- [Materials provided]:

//! Witness list rows.

use docket_types::{Cell, Document, Tabular};
use lazy_static::lazy_static;
use regex::Regex;
use serde::{Deserialize, Serialize};

use crate::capture::cap1;

lazy_static! {
    static ref WITNESS_CHUNK: Regex = Regex::new(r"Witness(.+)Case Action Summary").unwrap();
    static ref HEADERS: Regex = Regex::new(
        r"# Date Served Service Type Attorney Issued Type|SJIS Witness List|Date Issued|Subpoena|List|Requesting Party Name Witness|Date: Time Code Comments|© Alacourt\.com \d\d?/\d\d?/\d\d\d\d|#"
    )
    .unwrap();
    static ref LABEL_WORD: Regex = Regex::new(r"[A-Z][a-z]+").unwrap();
    static ref WS_COLON: Regex = Regex::new(r"[\s:]+").unwrap();
}

#[derive(Debug, Clone, Serialize, Deserialize)]
pub struct WitnessRow {
    pub case_number: String,
    pub witnesses: String,
}

/// The witness listing of one document, if present.
pub fn row(doc: &Document, case_number: &str) -> Option<WitnessRow> {
    let chunk = cap1(&WITNESS_CHUNK, &doc.flat_text)?;
    let chunk = HEADERS.replace_all(&chunk, "");
    let chunk = LABEL_WORD.replace_all(&chunk, " ");
    let witnesses = WS_COLON.replace_all(&chunk, " ").trim().to_string();
    if witnesses.is_empty() {
        return None;
    }
    Some(WitnessRow {
        case_number: case_number.to_string(),
        witnesses,
    })
}

impl Tabular for WitnessRow {
    const COLUMNS: &'static [&'static str] = &["CaseNumber", "Witnesses"];

    fn cells(&self) -> Vec<Cell> {
        vec![
            self.case_number.clone().into(),
            self.witnesses.clone().into(),
        ]
    }
}

#[cfg(test)]
mod tests {
    use super::*;
    use pretty_assertions::assert_eq;

    #[test]
    fn witness_listing_is_scrubbed_of_labels() {
        let text = "Witness SJIS Witness List DOE JANE 000456 Case Action Summary";
        let doc = Document::new("t", text);
        let row = row(&doc, "01-CC-2021-000001.00").unwrap();
        assert_eq!(row.witnesses, "DOE JANE 000456");
    }

    #[test]
    fn missing_section_yields_no_row() {
        let doc = Document::new("t", "nobody");
        assert!(row(&doc, "x").is_none());
    }
}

- [Task to carry out]: For each line of the listing that holds the word "WitnessRow", show that line.

- [Answer to the exercise]:
pub struct WitnessRow {
pub fn row(doc: &Document, case_number: &str) -> Option<WitnessRow> {
    Some(WitnessRow {
impl Tabular for WitnessRow {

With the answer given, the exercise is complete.